INPUT FOR THIS TASK

==================================================

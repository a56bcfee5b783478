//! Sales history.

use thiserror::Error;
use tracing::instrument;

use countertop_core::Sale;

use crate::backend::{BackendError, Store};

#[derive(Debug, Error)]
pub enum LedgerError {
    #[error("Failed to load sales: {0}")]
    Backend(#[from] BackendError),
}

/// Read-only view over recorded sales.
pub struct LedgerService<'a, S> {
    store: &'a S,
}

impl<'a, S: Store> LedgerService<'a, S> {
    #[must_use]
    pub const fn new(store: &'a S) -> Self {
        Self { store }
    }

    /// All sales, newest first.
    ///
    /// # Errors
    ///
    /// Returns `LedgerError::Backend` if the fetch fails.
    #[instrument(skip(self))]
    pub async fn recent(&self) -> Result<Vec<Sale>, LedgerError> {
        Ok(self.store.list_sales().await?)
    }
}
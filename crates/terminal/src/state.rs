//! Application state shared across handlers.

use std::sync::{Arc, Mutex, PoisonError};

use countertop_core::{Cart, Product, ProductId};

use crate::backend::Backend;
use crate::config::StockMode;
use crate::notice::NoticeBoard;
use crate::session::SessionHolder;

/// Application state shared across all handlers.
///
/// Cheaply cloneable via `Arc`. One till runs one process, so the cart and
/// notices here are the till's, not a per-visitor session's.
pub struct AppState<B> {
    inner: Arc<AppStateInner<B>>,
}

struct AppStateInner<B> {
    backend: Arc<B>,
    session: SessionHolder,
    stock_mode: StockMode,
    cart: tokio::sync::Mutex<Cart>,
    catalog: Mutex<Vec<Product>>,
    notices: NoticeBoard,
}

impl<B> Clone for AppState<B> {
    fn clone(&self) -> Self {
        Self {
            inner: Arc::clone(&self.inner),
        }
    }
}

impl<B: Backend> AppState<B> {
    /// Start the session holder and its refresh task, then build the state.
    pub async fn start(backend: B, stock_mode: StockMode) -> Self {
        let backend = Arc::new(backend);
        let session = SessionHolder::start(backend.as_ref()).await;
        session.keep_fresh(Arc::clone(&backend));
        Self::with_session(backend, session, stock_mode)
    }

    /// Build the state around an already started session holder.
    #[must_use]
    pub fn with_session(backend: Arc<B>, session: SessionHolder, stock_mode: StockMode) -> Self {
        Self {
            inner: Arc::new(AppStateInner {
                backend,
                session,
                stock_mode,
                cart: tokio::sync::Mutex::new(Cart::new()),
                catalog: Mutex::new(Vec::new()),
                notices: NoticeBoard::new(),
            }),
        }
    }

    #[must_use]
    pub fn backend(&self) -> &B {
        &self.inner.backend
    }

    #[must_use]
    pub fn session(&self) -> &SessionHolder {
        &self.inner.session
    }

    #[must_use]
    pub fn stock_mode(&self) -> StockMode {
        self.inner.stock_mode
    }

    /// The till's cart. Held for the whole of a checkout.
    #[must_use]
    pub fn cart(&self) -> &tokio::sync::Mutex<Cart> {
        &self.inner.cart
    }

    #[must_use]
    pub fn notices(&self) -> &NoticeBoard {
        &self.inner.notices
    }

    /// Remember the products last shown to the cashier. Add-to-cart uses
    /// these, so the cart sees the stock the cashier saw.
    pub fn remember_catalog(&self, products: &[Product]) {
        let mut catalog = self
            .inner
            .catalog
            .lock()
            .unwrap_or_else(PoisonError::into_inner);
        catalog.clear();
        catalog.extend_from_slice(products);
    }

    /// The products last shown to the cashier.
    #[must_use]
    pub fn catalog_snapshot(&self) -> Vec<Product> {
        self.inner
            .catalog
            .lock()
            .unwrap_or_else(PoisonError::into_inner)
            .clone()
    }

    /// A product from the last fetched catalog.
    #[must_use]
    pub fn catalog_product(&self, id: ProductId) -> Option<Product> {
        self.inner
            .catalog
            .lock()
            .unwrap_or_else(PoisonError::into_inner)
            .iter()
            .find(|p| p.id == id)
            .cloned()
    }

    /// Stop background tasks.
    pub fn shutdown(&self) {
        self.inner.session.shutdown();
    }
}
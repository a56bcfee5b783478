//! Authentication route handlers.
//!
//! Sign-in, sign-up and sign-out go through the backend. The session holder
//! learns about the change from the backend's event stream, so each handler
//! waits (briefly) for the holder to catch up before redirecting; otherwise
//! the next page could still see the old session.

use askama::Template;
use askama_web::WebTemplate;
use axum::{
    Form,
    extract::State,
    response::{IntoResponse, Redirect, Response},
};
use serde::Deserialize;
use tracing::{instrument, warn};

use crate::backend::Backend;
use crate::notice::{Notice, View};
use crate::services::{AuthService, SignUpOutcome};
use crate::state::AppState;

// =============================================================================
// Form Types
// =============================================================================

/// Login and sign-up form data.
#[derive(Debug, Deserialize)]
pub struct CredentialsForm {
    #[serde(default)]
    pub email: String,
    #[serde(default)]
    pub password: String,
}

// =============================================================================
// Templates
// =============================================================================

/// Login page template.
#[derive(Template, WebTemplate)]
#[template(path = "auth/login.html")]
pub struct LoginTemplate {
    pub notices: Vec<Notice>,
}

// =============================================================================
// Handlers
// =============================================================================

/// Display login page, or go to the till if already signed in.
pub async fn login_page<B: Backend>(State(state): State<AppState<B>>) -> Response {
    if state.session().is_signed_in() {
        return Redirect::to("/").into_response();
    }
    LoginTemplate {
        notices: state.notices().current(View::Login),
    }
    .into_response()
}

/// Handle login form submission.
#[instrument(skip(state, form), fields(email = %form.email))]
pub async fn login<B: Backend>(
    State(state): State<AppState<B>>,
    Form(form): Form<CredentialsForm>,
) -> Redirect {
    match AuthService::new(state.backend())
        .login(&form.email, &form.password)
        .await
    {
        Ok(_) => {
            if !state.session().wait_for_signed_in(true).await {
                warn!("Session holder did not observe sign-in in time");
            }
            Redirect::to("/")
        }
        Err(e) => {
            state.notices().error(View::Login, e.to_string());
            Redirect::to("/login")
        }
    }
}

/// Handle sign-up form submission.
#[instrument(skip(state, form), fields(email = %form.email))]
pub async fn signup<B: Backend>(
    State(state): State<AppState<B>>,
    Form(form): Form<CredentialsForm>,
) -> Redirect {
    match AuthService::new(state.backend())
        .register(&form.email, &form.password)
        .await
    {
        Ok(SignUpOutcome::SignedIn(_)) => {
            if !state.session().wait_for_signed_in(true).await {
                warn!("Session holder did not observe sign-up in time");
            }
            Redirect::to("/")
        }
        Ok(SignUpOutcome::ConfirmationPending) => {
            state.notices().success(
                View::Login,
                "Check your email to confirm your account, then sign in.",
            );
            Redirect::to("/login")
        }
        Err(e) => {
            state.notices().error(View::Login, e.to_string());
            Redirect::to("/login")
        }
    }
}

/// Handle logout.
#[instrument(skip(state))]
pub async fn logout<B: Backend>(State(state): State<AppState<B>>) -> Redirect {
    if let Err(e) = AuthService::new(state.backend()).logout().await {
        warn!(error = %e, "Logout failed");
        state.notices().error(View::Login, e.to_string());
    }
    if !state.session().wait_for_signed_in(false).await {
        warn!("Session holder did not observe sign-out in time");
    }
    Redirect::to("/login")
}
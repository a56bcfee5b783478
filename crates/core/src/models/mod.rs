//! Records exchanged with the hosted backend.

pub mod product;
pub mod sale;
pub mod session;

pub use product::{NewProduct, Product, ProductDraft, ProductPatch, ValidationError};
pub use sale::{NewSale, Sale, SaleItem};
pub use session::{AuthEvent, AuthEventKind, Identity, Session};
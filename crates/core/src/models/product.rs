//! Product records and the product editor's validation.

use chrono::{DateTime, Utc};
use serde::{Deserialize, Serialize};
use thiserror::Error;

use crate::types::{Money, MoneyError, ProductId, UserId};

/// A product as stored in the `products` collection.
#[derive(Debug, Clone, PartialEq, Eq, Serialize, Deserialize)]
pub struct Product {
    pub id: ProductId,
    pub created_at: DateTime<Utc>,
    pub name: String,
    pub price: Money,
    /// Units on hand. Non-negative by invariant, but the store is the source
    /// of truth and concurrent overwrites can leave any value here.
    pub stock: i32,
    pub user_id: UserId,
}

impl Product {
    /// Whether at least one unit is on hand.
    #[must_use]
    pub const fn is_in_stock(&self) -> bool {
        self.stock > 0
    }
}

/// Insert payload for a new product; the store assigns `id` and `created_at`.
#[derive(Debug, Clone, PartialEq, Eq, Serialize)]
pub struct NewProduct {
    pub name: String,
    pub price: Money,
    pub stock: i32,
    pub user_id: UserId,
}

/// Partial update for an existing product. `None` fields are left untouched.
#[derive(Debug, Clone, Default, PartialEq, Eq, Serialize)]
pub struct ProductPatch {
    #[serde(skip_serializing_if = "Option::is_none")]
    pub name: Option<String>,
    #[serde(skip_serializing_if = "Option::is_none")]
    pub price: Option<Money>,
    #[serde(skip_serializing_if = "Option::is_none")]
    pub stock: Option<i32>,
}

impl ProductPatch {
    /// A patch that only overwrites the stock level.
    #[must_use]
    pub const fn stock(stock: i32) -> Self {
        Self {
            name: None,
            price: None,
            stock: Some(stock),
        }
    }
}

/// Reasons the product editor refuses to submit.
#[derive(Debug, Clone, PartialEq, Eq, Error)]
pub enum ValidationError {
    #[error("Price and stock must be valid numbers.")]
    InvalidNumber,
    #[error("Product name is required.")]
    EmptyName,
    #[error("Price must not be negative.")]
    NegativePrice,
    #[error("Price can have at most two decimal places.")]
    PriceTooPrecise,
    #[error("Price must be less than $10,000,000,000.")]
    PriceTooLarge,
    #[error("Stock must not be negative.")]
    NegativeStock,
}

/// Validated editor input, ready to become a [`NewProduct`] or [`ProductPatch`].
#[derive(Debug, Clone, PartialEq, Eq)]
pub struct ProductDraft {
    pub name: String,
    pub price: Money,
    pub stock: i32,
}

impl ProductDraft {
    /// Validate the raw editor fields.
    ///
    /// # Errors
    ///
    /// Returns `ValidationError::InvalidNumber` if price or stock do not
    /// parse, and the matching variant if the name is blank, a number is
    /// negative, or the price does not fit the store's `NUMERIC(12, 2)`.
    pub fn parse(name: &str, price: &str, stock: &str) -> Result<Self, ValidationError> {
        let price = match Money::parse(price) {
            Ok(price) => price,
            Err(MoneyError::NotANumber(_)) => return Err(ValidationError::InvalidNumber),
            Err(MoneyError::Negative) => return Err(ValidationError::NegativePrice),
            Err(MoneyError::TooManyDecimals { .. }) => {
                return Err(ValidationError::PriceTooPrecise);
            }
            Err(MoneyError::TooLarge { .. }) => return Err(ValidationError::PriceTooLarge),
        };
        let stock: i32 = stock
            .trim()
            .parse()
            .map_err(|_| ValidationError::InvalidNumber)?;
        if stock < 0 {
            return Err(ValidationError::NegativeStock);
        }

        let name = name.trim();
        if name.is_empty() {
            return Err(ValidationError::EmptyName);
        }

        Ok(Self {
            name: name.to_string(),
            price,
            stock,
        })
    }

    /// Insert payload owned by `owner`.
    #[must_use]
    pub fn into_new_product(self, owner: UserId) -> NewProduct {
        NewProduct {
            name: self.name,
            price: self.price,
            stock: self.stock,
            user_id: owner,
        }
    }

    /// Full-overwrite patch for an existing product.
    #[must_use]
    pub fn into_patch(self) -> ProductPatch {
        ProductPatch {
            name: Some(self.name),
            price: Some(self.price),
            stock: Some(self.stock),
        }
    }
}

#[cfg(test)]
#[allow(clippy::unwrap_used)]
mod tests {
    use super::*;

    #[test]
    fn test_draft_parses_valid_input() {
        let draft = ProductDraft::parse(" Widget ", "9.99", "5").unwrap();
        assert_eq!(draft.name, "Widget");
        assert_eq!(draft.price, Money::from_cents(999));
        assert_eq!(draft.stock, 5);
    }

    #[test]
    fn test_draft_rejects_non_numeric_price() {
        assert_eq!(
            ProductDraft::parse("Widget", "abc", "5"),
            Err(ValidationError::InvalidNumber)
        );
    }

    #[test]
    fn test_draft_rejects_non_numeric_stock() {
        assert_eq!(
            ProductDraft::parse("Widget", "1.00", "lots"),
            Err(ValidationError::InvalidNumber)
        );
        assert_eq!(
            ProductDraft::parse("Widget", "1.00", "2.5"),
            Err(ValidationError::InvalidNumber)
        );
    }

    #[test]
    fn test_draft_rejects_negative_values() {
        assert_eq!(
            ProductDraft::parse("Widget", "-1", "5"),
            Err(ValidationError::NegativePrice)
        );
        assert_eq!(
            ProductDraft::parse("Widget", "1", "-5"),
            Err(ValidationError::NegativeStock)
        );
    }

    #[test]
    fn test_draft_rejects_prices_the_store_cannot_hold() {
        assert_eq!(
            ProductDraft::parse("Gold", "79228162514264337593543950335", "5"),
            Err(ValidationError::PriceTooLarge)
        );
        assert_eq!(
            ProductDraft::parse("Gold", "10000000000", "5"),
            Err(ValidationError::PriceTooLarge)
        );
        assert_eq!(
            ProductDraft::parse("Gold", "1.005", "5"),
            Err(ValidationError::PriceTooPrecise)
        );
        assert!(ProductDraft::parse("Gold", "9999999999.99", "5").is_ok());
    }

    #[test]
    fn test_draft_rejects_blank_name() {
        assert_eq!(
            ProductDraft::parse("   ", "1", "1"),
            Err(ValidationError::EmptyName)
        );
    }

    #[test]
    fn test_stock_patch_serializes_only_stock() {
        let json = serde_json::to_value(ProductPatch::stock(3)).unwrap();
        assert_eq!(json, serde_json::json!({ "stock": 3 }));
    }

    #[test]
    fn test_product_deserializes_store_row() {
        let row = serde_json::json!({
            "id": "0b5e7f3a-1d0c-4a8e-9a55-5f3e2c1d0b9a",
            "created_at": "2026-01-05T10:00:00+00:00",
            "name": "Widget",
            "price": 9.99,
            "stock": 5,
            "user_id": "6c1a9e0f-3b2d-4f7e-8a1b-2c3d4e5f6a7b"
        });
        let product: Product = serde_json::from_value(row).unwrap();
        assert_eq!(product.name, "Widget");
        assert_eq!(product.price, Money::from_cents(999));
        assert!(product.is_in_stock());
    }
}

==================================================

TASK INSTRUCTIONS
Each line from the start of the records through the line holding "a per-visitor session's." must be returned exactly; nothing else belongs in the answer.

SOLUTION FOR THIS TASK
repository a56bcfee5b783478
//! Sales history.

use thiserror::Error;
use tracing::instrument;

use countertop_core::Sale;

use crate::backend::{BackendError, Store};

#[derive(Debug, Error)]
pub enum LedgerError {
    #[error("Failed to load sales: {0}")]
    Backend(#[from] BackendError),
}

/// Read-only view over recorded sales.
pub struct LedgerService<'a, S> {
    store: &'a S,
}

impl<'a, S: Store> LedgerService<'a, S> {
    #[must_use]
    pub const fn new(store: &'a S) -> Self {
        Self { store }
    }

    /// All sales, newest first.
    ///
    /// # Errors
    ///
    /// Returns `LedgerError::Backend` if the fetch fails.
    #[instrument(skip(self))]
    pub async fn recent(&self) -> Result<Vec<Sale>, LedgerError> {
        Ok(self.store.list_sales().await?)
    }
}
filename crates/terminal/src/state.rs
//! Application state shared across handlers.

use std::sync::{Arc, Mutex, PoisonError};

use countertop_core::{Cart, Product, ProductId};

use crate::backend::Backend;
use crate::config::StockMode;
use crate::notice::NoticeBoard;
use crate::session::SessionHolder;

/// Application state shared across all handlers.
///
/// Cheaply cloneable via `Arc`. One till runs one process, so the cart and
/// notices here are the till's, not a per-visitor session's.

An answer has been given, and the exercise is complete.